He peered slyly at my expression.
Then he snorted dismissively through his nose.
But I tried not to let my expression show any surprise.
“I see.”
Then he bared his teeth.
“It’s true.”
Of course, such conversations were whispered furtively between the two of them.
“My wife’s a Korean woman too.”
“Hmm…”
I involuntarily widened my eyes.
He smirked with evident satisfaction.
I thought there must be some reason he had.
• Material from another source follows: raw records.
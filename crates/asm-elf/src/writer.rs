//! Header, section-content, section-header-table, and program-header-table
//! emission (`spec.md` §4.I). Layout order matches the responsibilities
//! listed there: assign indices, build `.shstrtab`, resolve
//! cross-references, then write.

use thiserror::Error;

use crate::header::{write_ident, ElfClass, SHT_NULL, SHT_STRTAB};
use crate::program::ProgramHeaderSpec;
use crate::section::{SectionPlacement, SectionSpec};
use crate::strtab::StrTab;

#[derive(Debug, Error, PartialEq, Eq)]
pub enum ElfError {
    #[error("program header covers no sections")]
    EmptyProgramHeader,
    #[error("program header references out-of-range section index {0}")]
    BadSectionIndex(usize),
}

fn align_up(value: u64, align: u64) -> u64 {
    if align <= 1 {
        return value;
    }
    let rem = value % align;
    if rem == 0 {
        value
    } else {
        value + (align - rem)
    }
}

fn put_addr(out: &mut Vec<u8>, class: ElfClass, value: u64) {
    match class {
        ElfClass::Elf32 => out.extend_from_slice(&(value as u32).to_le_bytes()),
        ElfClass::Elf64 => out.extend_from_slice(&value.to_le_bytes()),
    }
}

/// Builds a single ELF image: section index 0 is the mandatory `SHT_NULL`
/// entry, `.shstrtab` is appended automatically from the given sections'
/// names, and the section-header-table offset is 8-byte aligned
/// (`spec.md` §8 invariant 7).
pub struct ElfWriter {
    pub class: ElfClass,
    pub e_type: u16,
    pub e_machine: u16,
    pub e_flags: u32,
    pub e_entry: u64,
}

pub struct BuiltElf {
    pub bytes: Vec<u8>,
    /// Placement of every *declared* section (not counting the synthetic
    /// null entry or the auto-appended `.shstrtab`), in the order given to
    /// [`ElfWriter::build`].
    pub placements: Vec<SectionPlacement>,
}

impl ElfWriter {
    pub fn build(
        &self,
        sections: &[SectionSpec],
        programs: &[ProgramHeaderSpec],
    ) -> Result<BuiltElf, ElfError> {
        for p in programs {
            if p.covers.is_empty() {
                return Err(ElfError::EmptyProgramHeader);
            }
            for &idx in &p.covers {
                if idx >= sections.len() {
                    return Err(ElfError::BadSectionIndex(idx));
                }
            }
        }

        let class = self.class;
        let ehdr_size = class.ehdr_size() as u64;
        let phdr_size = class.phdr_size() as u64;
        let shdr_size = class.shdr_size() as u64;

        let phoff = if programs.is_empty() { 0 } else { ehdr_size };
        let mut cursor = phoff + phdr_size * programs.len() as u64;

        let mut placements = Vec::with_capacity(sections.len());
        let mut content_blobs: Vec<(u64, &[u8])> = Vec::new();

        for (i, s) in sections.iter().enumerate() {
            cursor = align_up(cursor, s.addralign.max(1));
            let offset = cursor;
            let size = if s.sh_type == crate::header::SHT_NOBITS {
                s.nobits_size
            } else {
                s.content.len() as u64
            };
            placements.push(SectionPlacement {
                index: (i + 1) as u32, // +1: index 0 is the null section
                offset,
                size,
            });
            if s.sh_type != crate::header::SHT_NOBITS {
                content_blobs.push((offset, &s.content));
                cursor += size;
            }
        }

        // .shstrtab, built last so every declared name (plus its own) is
        // already known.
        let mut shstrtab = StrTab::new();
        let mut name_offsets = Vec::with_capacity(sections.len());
        for s in sections {
            name_offsets.push(shstrtab.add(&s.name));
        }
        let shstrtab_name_off = shstrtab.add(".shstrtab");
        let shstrtab_bytes = shstrtab.into_bytes();

        cursor = align_up(cursor, 1);
        let shstrtab_offset = cursor;
        cursor += shstrtab_bytes.len() as u64;

        let shoff = align_up(cursor, 8);

        let total_sections = sections.len() + 2; // null + declared + shstrtab
        let shstrndx = (sections.len() + 1) as u16;

        let mut out = Vec::with_capacity(shoff as usize + total_sections * shdr_size as usize);

        write_ident(&mut out, class);
        out.extend_from_slice(&self.e_type.to_le_bytes());
        out.extend_from_slice(&self.e_machine.to_le_bytes());
        out.extend_from_slice(&1u32.to_le_bytes()); // e_version
        put_addr(&mut out, class, self.e_entry);
        put_addr(&mut out, class, phoff);
        put_addr(&mut out, class, shoff);
        out.extend_from_slice(&self.e_flags.to_le_bytes());
        out.extend_from_slice(&(ehdr_size as u16).to_le_bytes());
        out.extend_from_slice(&(phdr_size as u16).to_le_bytes());
        out.extend_from_slice(&(programs.len() as u16).to_le_bytes());
        out.extend_from_slice(&(shdr_size as u16).to_le_bytes());
        out.extend_from_slice(&(total_sections as u16).to_le_bytes());
        out.extend_from_slice(&shstrndx.to_le_bytes());
        debug_assert_eq!(out.len() as u64, ehdr_size);

        for p in programs {
            let first = &placements[p.covers[0]];
            let last = &placements[*p.covers.last().unwrap()];
            let span = (last.offset + last.size) - first.offset;
            write_phdr(&mut out, class, p, first.offset, span);
        }
        debug_assert_eq!(out.len() as u64, phoff + phdr_size * programs.len() as u64, "program header table must be contiguous");

        for (offset, bytes) in &content_blobs {
            while (out.len() as u64) < *offset {
                out.push(0);
            }
            out.extend_from_slice(bytes);
        }
        while (out.len() as u64) < shstrtab_offset {
            out.push(0);
        }
        out.extend_from_slice(&shstrtab_bytes);
        while (out.len() as u64) < shoff {
            out.push(0);
        }

        write_shdr_null(&mut out, class);
        for (i, s) in sections.iter().enumerate() {
            let placement = &placements[i];
            write_shdr(
                &mut out,
                class,
                name_offsets[i],
                s,
                placement.offset,
                placement.size,
            );
        }
        write_shdr_strtab(&mut out, class, shstrtab_name_off, shstrtab_offset, shstrtab_bytes.len() as u64);

        tracing::debug!(
            target: "asm::elf",
            sections = sections.len(),
            programs = programs.len(),
            shoff,
            "elf image built"
        );

        Ok(BuiltElf {
            bytes: out,
            placements,
        })
    }
}

fn write_phdr(out: &mut Vec<u8>, class: ElfClass, p: &ProgramHeaderSpec, offset: u64, filesz: u64) {
    match class {
        ElfClass::Elf32 => {
            out.extend_from_slice(&p.p_type.to_le_bytes());
            out.extend_from_slice(&(offset as u32).to_le_bytes());
            out.extend_from_slice(&(p.p_vaddr as u32).to_le_bytes());
            out.extend_from_slice(&(p.p_vaddr as u32).to_le_bytes()); // p_paddr
            out.extend_from_slice(&(filesz as u32).to_le_bytes());
            out.extend_from_slice(&(filesz as u32).to_le_bytes()); // p_memsz
            out.extend_from_slice(&p.p_flags.to_le_bytes());
            out.extend_from_slice(&(p.p_align as u32).to_le_bytes());
        }
        ElfClass::Elf64 => {
            out.extend_from_slice(&p.p_type.to_le_bytes());
            out.extend_from_slice(&p.p_flags.to_le_bytes());
            out.extend_from_slice(&offset.to_le_bytes());
            out.extend_from_slice(&p.p_vaddr.to_le_bytes());
            out.extend_from_slice(&p.p_vaddr.to_le_bytes()); // p_paddr
            out.extend_from_slice(&filesz.to_le_bytes());
            out.extend_from_slice(&filesz.to_le_bytes()); // p_memsz
            out.extend_from_slice(&p.p_align.to_le_bytes());
        }
    }
}

fn write_shdr_null(out: &mut Vec<u8>, class: ElfClass) {
    out.extend(std::iter::repeat(0u8).take(class.shdr_size()));
    debug_assert!(SHT_NULL == 0);
}

fn write_shdr(
    out: &mut Vec<u8>,
    class: ElfClass,
    name_off: u32,
    s: &SectionSpec,
    offset: u64,
    size: u64,
) {
    match class {
        ElfClass::Elf32 => {
            out.extend_from_slice(&name_off.to_le_bytes());
            out.extend_from_slice(&s.sh_type.to_le_bytes());
            out.extend_from_slice(&(s.sh_flags as u32).to_le_bytes());
            out.extend_from_slice(&0u32.to_le_bytes()); // sh_addr
            out.extend_from_slice(&(offset as u32).to_le_bytes());
            out.extend_from_slice(&(size as u32).to_le_bytes());
            out.extend_from_slice(&s.link.to_le_bytes());
            out.extend_from_slice(&s.info.to_le_bytes());
            out.extend_from_slice(&(s.addralign as u32).to_le_bytes());
            out.extend_from_slice(&(s.entsize as u32).to_le_bytes());
        }
        ElfClass::Elf64 => {
            out.extend_from_slice(&name_off.to_le_bytes());
            out.extend_from_slice(&s.sh_type.to_le_bytes());
            out.extend_from_slice(&s.sh_flags.to_le_bytes());
            out.extend_from_slice(&0u64.to_le_bytes()); // sh_addr
            out.extend_from_slice(&offset.to_le_bytes());
            out.extend_from_slice(&size.to_le_bytes());
            out.extend_from_slice(&s.link.to_le_bytes());
            out.extend_from_slice(&s.info.to_le_bytes());
            out.extend_from_slice(&s.addralign.to_le_bytes());
            out.extend_from_slice(&s.entsize.to_le_bytes());
        }
    }
}

fn write_shdr_strtab(out: &mut Vec<u8>, class: ElfClass, name_off: u32, offset: u64, size: u64) {
    let spec = SectionSpec::new("", SHT_STRTAB);
    write_shdr(out, class, name_off, &spec, offset, size);
}

#[cfg(test)]
mod tests {
    use super::*;
    use crate::header::{ET_REL, SHF_ALLOC, SHF_EXECINSTR, SHT_PROGBITS};

    #[test]
    fn shoff_is_eight_byte_aligned_and_sections_match_declared_offsets() {
        let writer = ElfWriter {
            class: ElfClass::Elf64,
            e_type: ET_REL,
            e_machine: 0xe0,
            e_flags: 0,
            e_entry: 0,
        };
        let text = SectionSpec::new(".text", SHT_PROGBITS)
            .with_flags(SHF_ALLOC | SHF_EXECINSTR)
            .with_align(4)
            .with_content(vec![0xAA; 7]);
        let built = writer.build(&[text], &[]).unwrap();
        assert_eq!(built.bytes.len() % 1, 0);
        let shoff = u64::from_le_bytes(built.bytes[40..48].try_into().unwrap());
        assert_eq!(shoff % 8, 0);
        let placement = built.placements[0];
        assert_eq!(placement.size, 7);
        assert_eq!(
            &built.bytes[placement.offset as usize..placement.offset as usize + 7],
            &[0xAAu8; 7]
        );
    }

    #[test]
    fn thirty_two_bit_header_is_52_bytes_and_uses_narrow_fields() {
        let writer = ElfWriter {
            class: ElfClass::Elf32,
            e_type: ET_REL,
            e_machine: 0x3f,
            e_flags: 0,
            e_entry: 0,
        };
        let built = writer.build(&[], &[]).unwrap();
        assert!(built.bytes.len() >= 52);
        assert_eq!(built.bytes[4], 1); // EI_CLASS = ELFCLASS32
    }

    #[test]
    fn program_header_spans_its_covered_sections() {
        let writer = ElfWriter {
            class: ElfClass::Elf64,
            e_type: ET_REL,
            e_machine: 0xe0,
            e_flags: 0,
            e_entry: 0,
        };
        let a = SectionSpec::new(".a", SHT_PROGBITS).with_content(vec![1, 2, 3, 4]);
        let b = SectionSpec::new(".b", SHT_PROGBITS).with_content(vec![5, 6]);
        let programs = vec![ProgramHeaderSpec {
            p_type: crate::header::PT_LOAD,
            p_flags: 5,
            p_vaddr: 0,
            p_align: 0x1000,
            covers: vec![0, 1],
        }];
        let built = writer.build(&[a, b], &programs).unwrap();
        let phoff = 64usize;
        let p_filesz = u64::from_le_bytes(built.bytes[phoff + 32..phoff + 40].try_into().unwrap());
        assert!(p_filesz >= 6);
    }

    #[test]
    fn out_of_range_section_index_is_rejected() {
        let writer = ElfWriter {
            class: ElfClass::Elf64,
            e_type: ET_REL,
            e_machine: 0,
            e_flags: 0,
            e_entry: 0,
        };
        let programs = vec![ProgramHeaderSpec {
            p_type: crate::header::PT_LOAD,
            p_flags: 5,
            p_vaddr: 0,
            p_align: 0x1000,
            covers: vec![3],
        }];
        assert!(matches!(
            writer.build(&[], &programs),
            Err(ElfError::BadSectionIndex(3))
        ));
    }
}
“Did you have her go to Korea?”
“So damn funny—what a pain in the ass. Went straight to Suzaki’s Korean restaurant to hash it out with the boss—told ’em ‘Hand this woman over to me,’ and if they refused? Threatened to torch their damn shoji screens.”
“Then those bastards went and turned white as sheets on me, see?”
He shot me a sharp sidelong glance. In the pale moonlight of dawn that streamed in at that very moment, those eyes held an even more ghastly shadow.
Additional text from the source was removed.